Missouri Attorney General Threatens To Bring Back The Gas Chamber
In an email exchange with the Associated Press, Missouri Attorney General Chris Koster threatened to bring back the gas chamber as a means of capital punishment in his state.
Koster is frustrated over the delay in executions caused by the Missouri Supreme Court, which has put the punishment on hold as it debates the practice of lethal injections.
“The Missouri death penalty statute has been, in my opinion, unnecessarily entangled in the courts for over a decade,” Koster told the AP.
When asked whether the chamber would constitute cruel and unusual punishment, Koster responded, “The premeditated murder of an innocent Missourian is cruel and unusual punishment.

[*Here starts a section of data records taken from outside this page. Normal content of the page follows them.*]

use backon::Retryable;
use nmtkit_core::UpstreamResponseError;
use nmtkit_core::retry::{RetryPolicy, retry_logger};
use reqwest::{RequestBuilder, StatusCode};
use serde::de::DeserializeOwned;

use super::schemas::{WidgetCreate, WidgetRead, WidgetZap, WidgetZapTask};
use crate::api_client::ApiClient;
use crate::error::{Error, Result};

/// Widget operations against the widgets API.
///
/// Each call is retried with [`RetryPolicy::REPOSITORY`] on transport errors
/// and upstream 5xx responses.
#[derive(Clone, Debug)]
pub struct WidgetApiRepository {
    client: ApiClient,
    retry: RetryPolicy,
}

impl WidgetApiRepository {
    /// Create a repository on a client for the widgets service.
    pub fn new(client: ApiClient) -> Self {
        Self {
            client,
            retry: RetryPolicy::REPOSITORY,
        }
    }

    /// Set the retry policy.
    pub fn with_retry(mut self, retry: RetryPolicy) -> Self {
        self.retry = retry;
        self
    }

    /// Create a widget.
    pub async fn widget_create(&self, widget: &WidgetCreate) -> Result<WidgetRead> {
        log::debug!("Adding widget: {widget:?}");
        let created: WidgetRead = self
            .call("widget_create", StatusCode::CREATED, || {
                self.client.post("/v1/widgets").json(widget)
            })
            .await?;
        log::info!("Successfully created widget: {created:?}");
        Ok(created)
    }

    /// Fetch a widget by ID.
    pub async fn get_by_id(&self, widget_id: i64) -> Result<WidgetRead> {
        log::debug!("Fetching widget by ID: {widget_id}");
        let widget: WidgetRead = self
            .call("get_by_id", StatusCode::OK, || {
                self.client.get(&format!("/v1/widgets/{widget_id}"))
            })
            .await?;
        log::debug!("Retrieved widget: {widget:?}");
        Ok(widget)
    }

    /// Start a zap task on a widget.
    pub async fn widget_zap(&self, widget_id: i64, payload: &WidgetZap) -> Result<WidgetZapTask> {
        log::debug!("Zapping widget by ID: {widget_id}");
        let task: WidgetZapTask = self
            .call("widget_zap", StatusCode::ACCEPTED, || {
                self.client
                    .post(&format!("/v1/widgets/{widget_id}/zap"))
                    .json(payload)
            })
            .await?;
        log::debug!("Zapped widget: {task:?}");
        Ok(task)
    }

    /// Fetch the status of a zap task.
    pub async fn widget_zap_by_uuid(
        &self,
        widget_id: i64,
        task_uuid: &str,
    ) -> Result<WidgetZapTask> {
        log::debug!("Fetching zap task by UUID: {task_uuid}");
        let task: WidgetZapTask = self
            .call("widget_zap_by_uuid", StatusCode::OK, || {
                self.client
                    .get(&format!("/v1/widgets/{widget_id}/zap/{task_uuid}/status"))
            })
            .await?;
        log::debug!("Zap task status: {task:?}");
        Ok(task)
    }

    async fn call<T, F>(&self, context: &str, expected: StatusCode, build: F) -> Result<T>
    where
        T: DeserializeOwned,
        F: Fn() -> RequestBuilder,
    {
        (|| async {
            let response = self.client.send(build()).await?;
            let status = response.status();
            if status != expected {
                let headers = response.headers().clone();
                let body = response.text().await.unwrap_or_default();
                log::info!("{context} failed: {}: {body}", status.as_u16());
                return Err(Error::from(UpstreamResponseError::new(
                    status.as_u16(),
                    &headers,
                    body,
                )));
            }
            Ok::<T, Error>(response.json::<T>().await?)
        })
        .retry(self.retry.backoff())
        .when(Error::is_retryable)
        .notify(retry_logger(context, &self.retry))
        .await
    }
}

#[cfg(test)]
#[allow(clippy::unwrap_used)]
mod tests {
    use super::*;
    use serde_json::json;
    use std::time::Duration;
    use wiremock::matchers::{body_json, method, path};
    use wiremock::{Mock, MockServer, ResponseTemplate};

    fn repository(server: &MockServer) -> WidgetApiRepository {
        let client = ApiClient::new(server.uri(), reqwest::Client::new(), 0);
        WidgetApiRepository::new(client).with_retry(RetryPolicy::fixed(3, Duration::ZERO))
    }

    #[tokio::test]
    async fn test_widget_create() {
        let server = MockServer::start().await;
        Mock::given(method("POST"))
            .and(path("/v1/widgets"))
            .and(body_json(json!({
                "name": "sprocket", "height": "2cm", "mass": null, "force": null
            })))
            .respond_with(ResponseTemplate::new(201).set_body_json(json!({
                "id": 7, "name": "sprocket", "height": "2cm"
            })))
            .expect(1)
            .mount(&server)
            .await;

        let widget = WidgetCreate {
            height: Some("2cm".into()),
            ..WidgetCreate::named("sprocket")
        };
        let created = repository(&server).widget_create(&widget).await.unwrap();
        assert_eq!(created.id, 7);
        assert_eq!(created.height.as_deref(), Some("2cm"));
        assert_eq!(created.mass, None);
    }

    #[tokio::test]
    async fn test_get_by_id_not_found() {
        let server = MockServer::start().await;
        Mock::given(method("GET"))
            .and(path("/v1/widgets/404"))
            .respond_with(
                ResponseTemplate::new(404)
                    .insert_header("x-request-id", "Rab12c")
                    .set_body_string("Widget not found"),
            )
            .expect(1)
            .mount(&server)
            .await;

        let err = repository(&server).get_by_id(404).await.unwrap_err();
        let Error::Upstream(upstream) = err else {
            unreachable!("expected an upstream error");
        };
        assert_eq!(upstream.status_code, 404);
        assert_eq!(upstream.req_id, "Rab12c");
        assert_eq!(upstream.message, "Widget not found");
    }

    #[tokio::test]
    async fn test_widget_zap_retries_server_errors() {
        let server = MockServer::start().await;
        Mock::given(method("POST"))
            .and(path("/v1/widgets/3/zap"))
            .respond_with(ResponseTemplate::new(500))
            .up_to_n_times(1)
            .expect(1)
            .mount(&server)
            .await;
        Mock::given(method("POST"))
            .and(path("/v1/widgets/3/zap"))
            .and(body_json(json!({"duration": 10})))
            .respond_with(ResponseTemplate::new(202).set_body_json(json!({
                "uuid": "5d3c", "state": "PENDING", "id": 3, "duration": 10, "runtime": 0
            })))
            .expect(1)
            .mount(&server)
            .await;

        let task = repository(&server)
            .widget_zap(3, &WidgetZap::default())
            .await
            .unwrap();
        assert_eq!(task.state, "PENDING");
        assert_eq!(task.uuid, "5d3c");
    }

    #[tokio::test]
    async fn test_widget_zap_by_uuid() {
        let server = MockServer::start().await;
        Mock::given(method("GET"))
            .and(path("/v1/widgets/3/zap/5d3c/status"))
            .respond_with(ResponseTemplate::new(200).set_body_json(json!({
                "uuid": "5d3c", "id": 3, "duration": 10, "runtime": 4
            })))
            .expect(1)
            .mount(&server)
            .await;

        let task = repository(&server).widget_zap_by_uuid(3, "5d3c").await.unwrap();
        assert_eq!(task.state, "UNKNOWN");
        assert_eq!(task.runtime, 4);
    }

    #[tokio::test]
    async fn test_unexpected_success_status_is_an_error() {
        let server = MockServer::start().await;
        Mock::given(method("POST"))
            .respond_with(ResponseTemplate::new(200).set_body_json(json!({"id": 1, "name": "x"})))
            .mount(&server)
            .await;

        let err = repository(&server)
            .widget_create(&WidgetCreate::named("x"))
            .await
            .unwrap_err();
        assert!(matches!(err, Error::Upstream(ref e) if e.status_code == 200));
    }
}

The lawful implementation of the death penalty, following a fair and reasoned jury trial, is not.”
Missouri hasn’t used the gas chamber since 1965, and the practice has been largely phased out as a method of execution in the United States, with at least one court deeming it cruel and unusual punishment. Lethal injections, meanwhile, have been problematic since the company that makes a primary ingredient of the drug cocktail stopped production. Missouri planned to institute the use of propofol, the same drug that killed Michael Jackson, but a lawsuit on behalf of that state’s death row inmates immediately stalled the proceedings.